■ **WHAT IS NEEDED**:
Consider the material that follows. How many of its lines contain "static"? Reply with the number alone.

■ **RECORDED INFORMATION**:
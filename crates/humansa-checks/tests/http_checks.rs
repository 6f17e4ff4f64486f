//! Checks exercised against an in-process mock of the Humansa server.

use std::io;
use std::sync::{Arc, Mutex};
use std::time::Duration;

use axum::body::Body;
use axum::http::StatusCode;
use axum::routing::{get, post};
use axum::{Json, Router};
use futures::StreamExt;
use humansa_checks::{find_spec, Check, CheckContext, CheckSpec, HttpCheck, Inspection, Labels, Method};
use humansa_core::{CheckOutcome, ProbeConfig};
use serde_json::{json, Value};

async fn serve(router: Router) -> ProbeConfig {
    let listener = tokio::net::TcpListener::bind("127.0.0.1:0").await.unwrap();
    let addr = listener.local_addr().unwrap();
    tokio::spawn(async move {
        axum::serve(listener, router).await.unwrap();
    });
    ProbeConfig::for_base_url(format!("http://{}", addr)).unwrap()
}

async fn run_builtin(config: &ProbeConfig, name: &str) -> CheckOutcome {
    let check = HttpCheck::new(find_spec(config, name).unwrap());
    let ctx = CheckContext::new(config.clone()).unwrap();
    check.run(&ctx).await.unwrap()
}

#[tokio::test]
async fn health_check_echoes_body() {
    let config = serve(Router::new().route("/health", get(|| async { "healthy" }))).await;
    let outcome = run_builtin(&config, "Health Check").await;
    assert!(outcome.passed);
    assert_eq!(outcome.message, "Health check passed");
    assert_eq!(outcome.detail.as_deref(), Some("Response: healthy"));
}

#[tokio::test]
async fn ping_500_fails_with_status() {
    let config = serve(Router::new().route(
        "/ping",
        get(|| async { (StatusCode::INTERNAL_SERVER_ERROR, "boom") }),
    ))
    .await;
    let outcome = run_builtin(&config, "Ping").await;
    assert!(!outcome.passed);
    assert_eq!(outcome.message, "Ping failed");
    assert_eq!(outcome.detail.as_deref(), Some("Status: 500"));
}

#[tokio::test]
async fn chat_completion_reports_content_length() {
    let content = "cold symptoms include...";
    let config = serve(Router::new().route(
        "/v1/chat/completions",
        post(move || async move { Json(json!({ "choices": [{ "message": { "content": content } }] })) }),
    ))
    .await;
    let outcome = run_builtin(&config, "Chat Completion").await;
    assert!(outcome.passed);
    assert_eq!(outcome.message, "Chat completion successful");
    assert_eq!(
        outcome.detail,
        Some(format!("Response length: {} chars", content.chars().count()))
    );
}

#[tokio::test]
async fn chat_completion_without_choices_is_unexpected_format() {
    let config = serve(Router::new().route(
        "/v1/chat/completions",
        post(|| async { Json(json!({ "error": "quota" })) }),
    ))
    .await;
    let outcome = run_builtin(&config, "Chat Completion").await;
    assert!(!outcome.passed);
    assert_eq!(outcome.message, "Unexpected response format");
    assert_eq!(outcome.detail.as_deref(), Some(r#"{"error":"quota"}"#));
}

#[tokio::test]
async fn chat_completion_sends_expected_payload() {
    let seen: Arc<Mutex<Option<Value>>> = Arc::new(Mutex::new(None));
    let captured = seen.clone();
    let config = serve(Router::new().route(
        "/v1/chat/completions",
        post(move |Json(body): Json<Value>| {
            let captured = captured.clone();
            async move {
                *captured.lock().unwrap() = Some(body);
                Json(json!({ "choices": [{ "message": { "content": "ok" } }] }))
            }
        }),
    ))
    .await;

    assert!(run_builtin(&config, "Chat Completion").await.passed);

    let body = seen.lock().unwrap().take().expect("request body captured");
    assert_eq!(body["model"], "gpt-4.1-nano");
    assert_eq!(body["stream"], false);
    assert_eq!(body["messages"].as_array().unwrap().len(), 2);
}

#[tokio::test]
async fn streaming_counts_lines_across_chunks() {
    let config = serve(Router::new().route(
        "/v1/chat/completions",
        post(|| async {
            let chunks: Vec<Result<&'static str, io::Error>> = vec![
                Ok("data: {\"delta\":\"1\"}\n\ndata: {\"de"),
                Ok("lta\":\"2\"}\n\n"),
                Ok("data: [DONE]\n\n"),
            ];
            Body::from_stream(futures::stream::iter(chunks))
        }),
    ))
    .await;
    let outcome = run_builtin(&config, "Streaming Chat").await;
    assert!(outcome.passed);
    assert_eq!(outcome.message, "Streaming completed");
    assert_eq!(outcome.detail.as_deref(), Some("Received 3 chunks"));
    assert_eq!(outcome.milestones.len(), 1);
    assert_eq!(outcome.milestones[0].message, "Streaming started");
    assert_eq!(
        outcome.milestones[0].detail.as_deref(),
        Some("First chunk: data: {\"delta\":\"1\"}...")
    );
}

#[tokio::test]
async fn streaming_empty_body_fails() {
    let config = serve(Router::new().route("/v1/chat/completions", post(|| async { Body::empty() }))).await;
    let outcome = run_builtin(&config, "Streaming Chat").await;
    assert!(!outcome.passed);
    assert_eq!(outcome.message, "No streaming data received");
    assert!(outcome.milestones.is_empty());
}

#[tokio::test]
async fn streaming_fault_after_first_line_keeps_milestone() {
    let config = serve(Router::new().route(
        "/v1/chat/completions",
        post(|| async {
            let first = futures::stream::iter(vec![Ok::<_, io::Error>("data: one\n")]);
            let reset = futures::stream::once(async {
                tokio::time::sleep(Duration::from_millis(200)).await;
                Err::<&'static str, _>(io::Error::new(io::ErrorKind::ConnectionReset, "upstream reset"))
            });
            Body::from_stream(first.chain(reset))
        }),
    ))
    .await;
    let outcome = run_builtin(&config, "Streaming Chat").await;
    assert!(!outcome.passed);
    assert_eq!(outcome.message, "Streaming error");
    assert!(outcome.detail.is_some());
    assert_eq!(outcome.milestones.len(), 1);
    assert_eq!(outcome.milestones[0].message, "Streaming started");
    assert_eq!(outcome.milestones[0].detail.as_deref(), Some("First chunk: data: one..."));
}

#[tokio::test]
async fn streaming_rejected_status_is_reported_before_reading() {
    let config = serve(Router::new().route(
        "/v1/chat/completions",
        post(|| async { (StatusCode::SERVICE_UNAVAILABLE, "data: busy\n") }),
    ))
    .await;
    let outcome = run_builtin(&config, "Streaming Chat").await;
    assert!(!outcome.passed);
    assert_eq!(outcome.message, "Streaming failed");
    assert_eq!(outcome.detail.as_deref(), Some("Status: 503"));
    assert!(outcome.milestones.is_empty());
}

#[tokio::test]
async fn appointment_search_tolerates_not_found() {
    let seen: Arc<Mutex<Option<Value>>> = Arc::new(Mutex::new(None));
    let captured = seen.clone();
    let config = serve(Router::new().route(
        "/v2/humansa/appointment/search",
        post(move |Json(body): Json<Value>| {
            let captured = captured.clone();
            async move {
                *captured.lock().unwrap() = Some(body);
                StatusCode::NOT_FOUND
            }
        }),
    ))
    .await;
    let outcome = run_builtin(&config, "Appointment Search").await;
    assert!(outcome.passed);
    assert_eq!(outcome.message, "Appointment search completed");
    assert_eq!(outcome.detail.as_deref(), Some("Status: 404"));

    let body = seen.lock().unwrap().take().expect("request body captured");
    assert_eq!(body["userId"], "test-user-001");
    assert_eq!(body["dateRange"]["start"], "2024-01-15");
}

#[tokio::test]
async fn appointment_search_rejects_other_statuses() {
    let config = serve(Router::new().route(
        "/v2/humansa/appointment/search",
        post(|| async { StatusCode::BAD_GATEWAY }),
    ))
    .await;
    let outcome = run_builtin(&config, "Appointment Search").await;
    assert!(!outcome.passed);
    assert_eq!(outcome.detail.as_deref(), Some("Status: 502"));
}

#[tokio::test]
async fn debug_info_lists_keys_in_server_order() {
    let config = serve(Router::new().route(
        "/debug/info",
        get(|| async { r#"{"version": "2.0", "build": "abc"}"# }),
    ))
    .await;
    let outcome = run_builtin(&config, "Debug Info").await;
    assert!(outcome.passed);
    assert_eq!(outcome.detail.as_deref(), Some(r#"Keys: ["version", "build"]"#));
}

#[tokio::test]
async fn memory_status_preview_keeps_server_order() {
    let config = serve(Router::new().route(
        "/v2/humansa/memory/status",
        get(|| async { r#"{"zeta": 1, "alpha": 2}"# }),
    ))
    .await;
    let outcome = run_builtin(&config, "Memory Status").await;
    assert!(outcome.passed);
    assert_eq!(outcome.detail.as_deref(), Some(r#"{"zeta":1,"alpha":2}"#));
}

#[tokio::test]
async fn multi_agent_with_non_json_body_is_an_error() {
    let config = serve(Router::new().route(
        "/v1/multi-agent/response",
        post(|| async { "<html>gateway</html>" }),
    ))
    .await;
    let outcome = run_builtin(&config, "Multi-Agent").await;
    assert!(!outcome.passed);
    assert_eq!(outcome.message, "Multi-agent error");
}

#[tokio::test]
async fn v2_chat_and_memory_status_accept_any_json() {
    let config = serve(
        Router::new()
            .route("/v2/humansa/chat", post(|| async { Json(json!(["reply"])) }))
            .route(
                "/v2/humansa/memory/status",
                get(|| async { Json(json!({ "status": "ok" })) }),
            ),
    )
    .await;

    let chat = run_builtin(&config, "Humansa V2 Chat").await;
    assert!(chat.passed);
    assert_eq!(chat.detail.as_deref(), Some("Response type: array"));

    let memory = run_builtin(&config, "Memory Status").await;
    assert!(memory.passed);
    assert_eq!(memory.detail.as_deref(), Some(r#"{"status":"ok"}"#));
}

#[tokio::test]
async fn connection_refused_is_a_contained_failure() {
    let listener = tokio::net::TcpListener::bind("127.0.0.1:0").await.unwrap();
    let addr = listener.local_addr().unwrap();
    drop(listener);

    let config = ProbeConfig::for_base_url(format!("http://{}", addr)).unwrap();
    let outcome = run_builtin(&config, "Ping").await;
    assert!(!outcome.passed);
    assert_eq!(outcome.message, "Ping error");
    assert!(outcome.detail.is_some());
}

#[tokio::test]
async fn slow_endpoint_times_out() {
    let config = serve(Router::new().route(
        "/slow",
        get(|| async {
            tokio::time::sleep(Duration::from_secs(5)).await;
            "late"
        }),
    ))
    .await;

    let check = HttpCheck::new(CheckSpec {
        name: "Slow",
        title: "Slow Endpoint",
        method: Method::Get,
        path: "/slow",
        body: None,
        timeout: Duration::from_millis(200),
        accepted: &[200],
        labels: Labels {
            ok: "Slow ok",
            failed: "Slow failed",
            error: "Slow error",
        },
        inspection: Inspection::EchoText,
    });
    let ctx = CheckContext::new(config).unwrap();
    let outcome = check.run(&ctx).await.unwrap();
    assert!(!outcome.passed);
    assert_eq!(outcome.message, "Slow error");
}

■ **TASK OUTPUT**:
2